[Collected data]
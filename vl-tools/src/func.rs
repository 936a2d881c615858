use crate::error::Result;
use crate::traits::{FunctionSpec, LocalFunction};
use async_trait::async_trait;
use serde_json::{Map, Value};

type Handler = dyn Fn(&Map<String, Value>) -> Result<Value> + Send + Sync;

/// A [`LocalFunction`] backed by a plain synchronous closure.
pub struct FnFunction {
    spec: FunctionSpec,
    handler: Box<Handler>,
}

impl FnFunction {
    pub fn new<F>(spec: FunctionSpec, handler: F) -> Self
    where
        F: Fn(&Map<String, Value>) -> Result<Value> + Send + Sync + 'static,
    {
        Self {
            spec,
            handler: Box::new(handler),
        }
    }
}

#[async_trait]
impl LocalFunction for FnFunction {
    fn spec(&self) -> FunctionSpec {
        self.spec.clone()
    }

    async fn call(&self, arguments: Map<String, Value>) -> Result<Value> {
        (self.handler)(&arguments)
    }
}

#[cfg(test)]
mod tests {
    use super::*;
    use crate::traits::{ParamKind, ParamSpec, require_string};
    use serde_json::json;

    #[tokio::test]
    async fn closure_receives_bound_arguments() {
        let f = FnFunction::new(
            FunctionSpec::new("cancel_order", "Cancel an order by order ID.").param(
                ParamSpec::required("order_id", ParamKind::String, "The unique ID of the order."),
            ),
            |args| {
                let order_id = require_string(args, "order_id")?;
                Ok(json!({ "order_id": order_id, "status": "Cancelled" }))
            },
        );

        let args = f.spec().bind(&json!({ "order_id": "12345" })).expect("binds");
        let out = f.call(args).await.expect("call");
        assert_eq!(out, json!({ "order_id": "12345", "status": "Cancelled" }));
    }
}
//! Local functions the model may ask the facade to run.
//!
//! Each function declares its parameters up front; arguments coming back from
//! a provider are bound against that declaration before the call.

mod error;
mod func;
mod registry;
mod traits;

pub use error::{Result, ToolError};
pub use func::FnFunction;
pub use registry::FunctionRegistry;
pub use traits::{
    FunctionSpec, LocalFunction, ParamKind, ParamSpec, optional_string, require_string,
    to_llm_tool_def,
};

• EXERCISE DESCRIPTION
Give back each line above exactly as written.

• SOLUTION TO THIS EXERCISE
filename vl-tools/src/func.rs
repository 936a2d881c615858
use crate::error::Result;
use crate::traits::{FunctionSpec, LocalFunction};
use async_trait::async_trait;
use serde_json::{Map, Value};

type Handler = dyn Fn(&Map<String, Value>) -> Result<Value> + Send + Sync;

/// A [`LocalFunction`] backed by a plain synchronous closure.
pub struct FnFunction {
    spec: FunctionSpec,
    handler: Box<Handler>,
}

impl FnFunction {
    pub fn new<F>(spec: FunctionSpec, handler: F) -> Self
    where
        F: Fn(&Map<String, Value>) -> Result<Value> + Send + Sync + 'static,
    {
        Self {
            spec,
            handler: Box::new(handler),
        }
    }
}

#[async_trait]
impl LocalFunction for FnFunction {
    fn spec(&self) -> FunctionSpec {
        self.spec.clone()
    }

    async fn call(&self, arguments: Map<String, Value>) -> Result<Value> {
        (self.handler)(&arguments)
    }
}

#[cfg(test)]
mod tests {
    use super::*;
    use crate::traits::{ParamKind, ParamSpec, require_string};
    use serde_json::json;

    #[tokio::test]
    async fn closure_receives_bound_arguments() {
        let f = FnFunction::new(
            FunctionSpec::new("cancel_order", "Cancel an order by order ID.").param(
                ParamSpec::required("order_id", ParamKind::String, "The unique ID of the order."),
            ),
            |args| {
                let order_id = require_string(args, "order_id")?;
                Ok(json!({ "order_id": order_id, "status": "Cancelled" }))
            },
        );

        let args = f.spec().bind(&json!({ "order_id": "12345" })).expect("binds");
        let out = f.call(args).await.expect("call");
        assert_eq!(out, json!({ "order_id": "12345", "status": "Cancelled" }));
    }
}
//! Local functions the model may ask the facade to run.
//!
//! Each function declares its parameters up front; arguments coming back from
//! a provider are bound against that declaration before the call.

mod error;
mod func;
mod registry;
mod traits;

pub use error::{Result, ToolError};
pub use func::FnFunction;
pub use registry::FunctionRegistry;
pub use traits::{
    FunctionSpec, LocalFunction, ParamKind, ParamSpec, optional_string, require_string,
    to_llm_tool_def,
};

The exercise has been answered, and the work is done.